Abstract

The concept of 'Latin America' is a mid-nineteenth-century European invention, conjured up as a convenient means of distinguishing the Spanish- and Portuguese-speaking countries from the Anglo-American world which, after the American Revolution, found its most powerful expression in the United States. However, if 'Latin America' was a novel term in the nineteenth-century political lexicon, the societies to which it referred were far from new. The independent Latin American states created in the early 1820s took political control of societies which, during three hundred years of Spanish and Portuguese rule, had been formed by interaction between peoples descended from the Amerindians who were the original peoples of the Americas, the Europeans who came to settle and the Africans who were forcibly carried across the Atlantic into slavery. None of these states was the same: they differed in geographical and demographic scale, ethnic composition and economic resources and potential. But they shared one fundamental feature: their societies, economies and cultures had all been profoundly marked by relations with the Iberian colonial powers in the centuries before independence.
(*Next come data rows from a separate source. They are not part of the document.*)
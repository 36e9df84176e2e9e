//! Ad kinds and orientation constraints.

use bitflags::bitflags;
use serde::de::{self, Deserializer, SeqAccess, Visitor};
use serde::ser::{SerializeSeq, Serializer};
use serde::{Deserialize, Serialize};
use std::fmt;

/// Kind of ad creative requested from the server.
#[derive(Debug, Clone, Copy, PartialEq, Eq, Hash, Serialize, Deserialize)]
#[serde(rename_all = "lowercase")]
pub enum AdType {
    Banner,
    Interstitial,
}

impl AdType {
    pub fn as_str(&self) -> &'static str {
        match self {
            AdType::Banner => "banner",
            AdType::Interstitial => "interstitial",
        }
    }
}

impl fmt::Display for AdType {
    fn fmt(&self, f: &mut fmt::Formatter<'_>) -> fmt::Result {
        f.write_str(self.as_str())
    }
}

bitflags! {
    /// Set of device orientations an ad may be shown in.
    ///
    /// An empty set means "no constraint" and is sent as [`AdOrientation::ALL`].
    #[derive(Debug, Clone, Copy, PartialEq, Eq, Hash)]
    #[repr(transparent)]
    pub struct AdOrientation: u8 {
        const PORTRAIT = 0b01;
        const LANDSCAPE = 0b10;
        const ALL = Self::PORTRAIT.bits() | Self::LANDSCAPE.bits();
    }
}

impl Default for AdOrientation {
    fn default() -> Self {
        Self::empty()
    }
}

const ORIENTATION_NAMES: [(AdOrientation, &str); 2] = [
    (AdOrientation::PORTRAIT, "portrait"),
    (AdOrientation::LANDSCAPE, "landscape"),
];

impl AdOrientation {
    /// The set actually sent to the server.
    pub fn normalized(self) -> Self {
        if self.is_empty() {
            Self::ALL
        } else {
            self
        }
    }

    /// Orientation names in this set, portrait first.
    pub fn names(&self) -> Vec<&'static str> {
        ORIENTATION_NAMES
            .iter()
            .filter(|(flag, _)| self.contains(*flag))
            .map(|(_, name)| *name)
            .collect()
    }

    /// Looks up a lowercase wire name such as `"portrait"`, ignoring case.
    pub fn from_wire_name(name: &str) -> Option<Self> {
        ORIENTATION_NAMES
            .iter()
            .find(|(_, n)| n.eq_ignore_ascii_case(name))
            .map(|(flag, _)| *flag)
    }
}

impl Serialize for AdOrientation {
    fn serialize<S: Serializer>(&self, serializer: S) -> Result<S::Ok, S::Error> {
        let names = self.names();
        let mut seq = serializer.serialize_seq(Some(names.len()))?;
        for name in names {
            seq.serialize_element(name)?;
        }
        seq.end()
    }
}

impl<'de> Deserialize<'de> for AdOrientation {
    fn deserialize<D: Deserializer<'de>>(deserializer: D) -> Result<Self, D::Error> {
        struct OrientationVisitor;

        impl<'de> Visitor<'de> for OrientationVisitor {
            type Value = AdOrientation;

            fn expecting(&self, f: &mut fmt::Formatter<'_>) -> fmt::Result {
                f.write_str("a list of orientation names")
            }

            fn visit_seq<A: SeqAccess<'de>>(self, mut seq: A) -> Result<Self::Value, A::Error> {
                let mut set = AdOrientation::empty();
                while let Some(name) = seq.next_element::<String>()? {
                    set |= AdOrientation::from_wire_name(&name).ok_or_else(|| {
                        de::Error::unknown_variant(&name, &["portrait", "landscape"])
                    })?;
                }
                Ok(set)
            }
        }

        deserializer.deserialize_seq(OrientationVisitor)
    }
}
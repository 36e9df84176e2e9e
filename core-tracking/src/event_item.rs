use serde::{Deserialize, Serialize};

use crate::error::{Result, TrackingError};
use crate::keys;

/// A line item attached to a [`TrackingEvent`](crate::TrackingEvent),
/// typically one product in a purchase.
#[derive(Debug, Clone, PartialEq, Serialize, Deserialize)]
pub struct EventItem {
    /// Item name
    pub item: String,
    /// Price per unit
    pub unit_price: f64,
    /// Number of units
    pub quantity: u32,
    /// Revenue for the line; zero means "derive from price and quantity"
    pub revenue: f64,
    #[serde(default, skip_serializing_if = "Option::is_none", rename = "attribute_sub1")]
    pub attribute1: Option<String>,
    #[serde(default, skip_serializing_if = "Option::is_none", rename = "attribute_sub2")]
    pub attribute2: Option<String>,
    #[serde(default, skip_serializing_if = "Option::is_none", rename = "attribute_sub3")]
    pub attribute3: Option<String>,
    #[serde(default, skip_serializing_if = "Option::is_none", rename = "attribute_sub4")]
    pub attribute4: Option<String>,
    #[serde(default, skip_serializing_if = "Option::is_none", rename = "attribute_sub5")]
    pub attribute5: Option<String>,
}

impl EventItem {
    pub fn new(item: impl Into<String>, unit_price: f64, quantity: u32) -> Self {
        Self {
            item: item.into(),
            unit_price,
            quantity,
            revenue: 0.0,
            attribute1: None,
            attribute2: None,
            attribute3: None,
            attribute4: None,
            attribute5: None,
        }
    }

    pub fn with_revenue(mut self, revenue: f64) -> Self {
        self.revenue = revenue;
        self
    }

    /// Sets custom attribute `index` (1 through 5).
    pub fn with_attribute(mut self, index: usize, value: impl Into<String>) -> Result<Self> {
        let slot = match index {
            1 => &mut self.attribute1,
            2 => &mut self.attribute2,
            3 => &mut self.attribute3,
            4 => &mut self.attribute4,
            5 => &mut self.attribute5,
            other => return Err(TrackingError::InvalidAttributeIndex(other)),
        };
        *slot = Some(value.into());
        Ok(self)
    }

    /// Explicit revenue when set, otherwise `unit_price * quantity`.
    pub fn effective_revenue(&self) -> f64 {
        if self.revenue != 0.0 {
            self.revenue
        } else {
            self.unit_price * f64::from(self.quantity)
        }
    }

    pub fn validate(&self) -> Result<()> {
        for (field, value) in [
            (keys::UNIT_PRICE, self.unit_price),
            (keys::REVENUE, self.revenue),
        ] {
            if !value.is_finite() || value < 0.0 {
                return Err(TrackingError::InvalidAmount { field, value });
            }
        }
        Ok(())
    }
}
Indeed, the Latin America that came into being in the early nineteenth century was, in key respects, still redolent of an older world, with roots that went back to the European discoveries of the late fifteenth and early sixteenth centuries, and beyond, into the past of the Amerindian societies which had developed over thousands of years before Columbus. Any appreciation of modern Latin American culturemusttake account of that historical experience.